Travelport embraced the use of APIs years ago because they enable much better capabilities for sales and data analytics. But APIs come in different flavors.
“I don’t want to leave the impression that the endgame is all about moving everything from quote-unquote ‘legacy APIs’ like SOAP to Rest APIs like JSON [JavaScript Object Notation, or probably the most widely used data format for data interchange in ecommerce],” Kershaw said.
“The plan isn’t to port everything to JSON and then pop Champagne,” Kershaw said. “Our intermediate-term goal is instead to get everything on a single well-documented family of APIs. We also want those APIs to be easy to consume, meaning friendly for developers to use for executing agency workflows.”
Cynics might wonder if Kershaw has adopted that position because Travelport doesn’t have the resources for a full shift.
After all, Travelport hasn’t generated as much cash as its financial sponsors expected it would have by now because of a botched sale of its stake in payments firm eNett.
Regarding eNett selling for only $577.5 million instead of $1.7 billion or more, a Travelport spokesperson responded: “We (leadership and owners) reached an agreement that, all things considered, was right for all parties. The close of the transaction allowed us to focus on our core business and invest further in Travelport.”

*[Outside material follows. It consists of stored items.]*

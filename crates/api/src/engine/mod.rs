//! Job engine.
//!
//! Owns each request's lifecycle: registers the job, runs the pipeline
//! inside a spawned task, assembles the terminal outcome and hands it to
//! the caller directly (no callback) or to the callback delivery.
//!
//! Jobs always run in their own task. A synchronous caller only awaits the
//! task, so a dropped connection or a request timeout never interrupts a
//! git operation half way.

mod notify;

use std::collections::HashMap;
use std::sync::Arc;
use std::time::Duration;

use serde::Serialize;
use sourcepin_core::context::{JobContext, JobState, LogSink};
use sourcepin_core::error::CoreError;
use sourcepin_core::request::JobRequest;
use sourcepin_core::types::JobId;
use sourcepin_events::{CallbackDelivery, LogHub};
use sourcepin_pipeline::Pipeline;
use tokio::sync::RwLock;
use tokio_util::task::TaskTracker;

use crate::error::{AppError, AppResult};

pub use notify::JobOutcome;

/// Handle returned to asynchronous callers.
#[derive(Debug, Clone, PartialEq, Eq, Serialize)]
pub struct Accepted {
    pub id: JobId,
    /// Live-log address of the job.
    pub websocket: String,
}

/// What [`JobEngine::submit`] hands back.
#[derive(Debug)]
pub enum Submission {
    /// No callback was given: the finished job.
    Completed(JobOutcome),
    /// A callback was given: the job runs on in the background.
    Accepted(Accepted),
}

/// Cheaply cloneable; all state is behind `Arc`.
#[derive(Clone)]
pub struct JobEngine {
    pipeline: Arc<Pipeline>,
    logs: Arc<LogHub>,
    delivery: Arc<CallbackDelivery>,
    public_ws_url: String,
    running: Arc<RwLock<HashMap<JobId, JobContext>>>,
    /// Every job task, until its outcome is delivered.
    tasks: TaskTracker,
}

impl JobEngine {
    pub fn new(
        pipeline: Arc<Pipeline>,
        logs: Arc<LogHub>,
        delivery: Arc<CallbackDelivery>,
        public_ws_url: impl Into<String>,
    ) -> Self {
        Self {
            pipeline,
            logs,
            delivery,
            public_ws_url: public_ws_url.into(),
            running: Arc::new(RwLock::new(HashMap::new())),
            tasks: TaskTracker::new(),
        }
    }

    /// Validate and start a job.
    ///
    /// Without a callback this waits for the job and returns its outcome;
    /// with one it returns the job id and live-log address immediately.
    pub async fn submit(&self, request: JobRequest) -> AppResult<Submission> {
        request.check()?;

        let sink: Arc<dyn LogSink> = self.logs.clone();
        let ctx = JobContext::new(JobId::generate(), sink);
        let job_id = ctx.job_id().clone();
        let callback = request.callback().cloned();

        self.logs.open(&job_id).await;
        self.running.write().await.insert(job_id.clone(), ctx.clone());
        tracing::info!(
            job_id = %job_id,
            operation = request.operation(),
            callback = callback.is_some(),
            "Job accepted"
        );

        let accepted = callback.is_some().then(|| Accepted {
            websocket: format!("{}/ws/{job_id}", self.public_ws_url),
            id: job_id.clone(),
        });

        let engine = self.clone();
        let handle = self.tasks.spawn(async move {
            let outcome = engine.execute(&ctx, &request).await;
            if let Some(callback) = &callback {
                engine.notify(&ctx, callback, &outcome).await;
            }
            engine.finish(&ctx, &outcome).await;
            outcome
        });

        match accepted {
            Some(accepted) => Ok(Submission::Accepted(accepted)),
            None => handle.await.map(Submission::Completed).map_err(|e| {
                AppError::Core(CoreError::Internal(format!("job {job_id} task failed: {e}")))
            }),
        }
    }

    /// Request cancellation of a running job.
    ///
    /// Returns `false` for unknown or already finished jobs.
    pub async fn cancel(&self, job_id: &JobId) -> bool {
        match self.running.read().await.get(job_id) {
            Some(ctx) => {
                ctx.cancel();
                tracing::info!(job_id = %job_id, state = %ctx.state(), "Job cancellation requested");
                true
            }
            None => false,
        }
    }

    /// Cancel every running job and wait up to `grace` for all job tasks,
    /// callback delivery included, to finish.
    ///
    /// Returns `false` if some task was still busy when `grace` ran out.
    pub async fn shutdown(&self, grace: Duration) -> bool {
        self.tasks.close();
        for (job_id, ctx) in self.running.read().await.iter() {
            ctx.cancel();
            tracing::info!(job_id = %job_id, state = %ctx.state(), "Cancelling job for shutdown");
        }
        match tokio::time::timeout(grace, self.tasks.wait()).await {
            Ok(()) => true,
            Err(_) => {
                tracing::warn!(
                    pending = self.tasks.len(),
                    grace_secs = grace.as_secs(),
                    "Jobs still running at shutdown deadline"
                );
                false
            }
        }
    }

    /// Number of jobs still in their pipeline stages.
    pub async fn running_jobs(&self) -> usize {
        self.running.read().await.len()
    }

    async fn execute(&self, ctx: &JobContext, request: &JobRequest) -> JobOutcome {
        ctx.log(format!("Starting {} job {}", request.operation(), ctx.job_id()))
            .await;
        let result = self.pipeline.run(ctx, request).await;
        self.running.write().await.remove(ctx.job_id());

        ctx.set_state(JobState::Notifying);
        match &result {
            Ok(_) => ctx.log("Job finished").await,
            Err(CoreError::Cancelled) => ctx.log("Job cancelled").await,
            Err(e) => ctx.log(format!("Job failed: {e}")).await,
        }

        let log = self.logs.read_log(ctx.job_id()).await;
        JobOutcome::new(result, log)
    }

    /// Move the job to its terminal state and end its live log.
    async fn finish(&self, ctx: &JobContext, outcome: &JobOutcome) {
        let terminal = if outcome.cancelled {
            JobState::Cancelled
        } else {
            JobState::Done
        };
        ctx.set_state(terminal);
        self.logs.close(ctx.job_id()).await;
    }
}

I didn’t ask Kershaw about resources. But he volunteered that practicalities dictate his company’s technology policy. Travelport has an array of functions that need a breadth of APIs, Kershaw said.
For example, its search function for airfare content demands APIs that can handle a huge amount of data volumes. That might require one type of API. But the company’s other tasks, such as letting an agent check a passenger name record or void a transaction, happen with less frequency — yet require a lot of customization for agency-specific workflows. So those tasks might need other types of APIs, Kershaw said.
“APIs are a journey, not a destination,” Kershaw said. “The evolution is ongoing, with people talking already about GraphQL and other newer technologies.”
A mistake Kershaw is trying to avoid is being one of those companies that’s in a rush to roll out “features, features, features.”
Kershaw said some organizations at companies outside and inside travel overlook how developers need support to help maintain data feeds at a high standard of performance.
“Non-experts tend to think about APIs as either they work or don’t work,” Kershaw said. “But if an API degrades over time, there can be subtle hits to performance that have negative impacts for travel agents. So it’s critical that speed and synchronization are in your design from the beginning.”
“That’s why we’re focused on ‘provisioning,’ or having a unified, alarming and monitoring capability for developers,” Kershaw said.
Some industry experts will agree that a focus on building “features, features, features” without a focus on support and maintenance can lead to problems down the line.
In one rumored example, I’ve been hearing scattered complaints recently about technology Accelya acquired from a vendor formerly called Farelogix. Some developers are nicknaming it “Failogix,” claiming they see increasing glitches — though Accelya hasn’t heard this and reports high retention rates and sales.
Hiring top developers is critical for Travelport to stay ahead.
“The travel sector faces an explosion of options coming into the ecosystem and a growing demand for smoother travel experiences,” Kershaw said.
“These are the kinds of challenges that excite the best engineeers,” Kershaw said. “Think about how people used to book taxis and short-term rentals and then Uber and Airbnb came along. Air travel and hotel booking are the next sectors that will experience this revolution of next-gen internet shopping.”
Kershaw, based in California, has been getting to know the company’s developers in Denver and Atlanta.
To help further associate its name with innovation, Travelport ran a contest with AWS (Amazon Web Services) to give prizes for the most interesting travel startups, picking two winners late last year.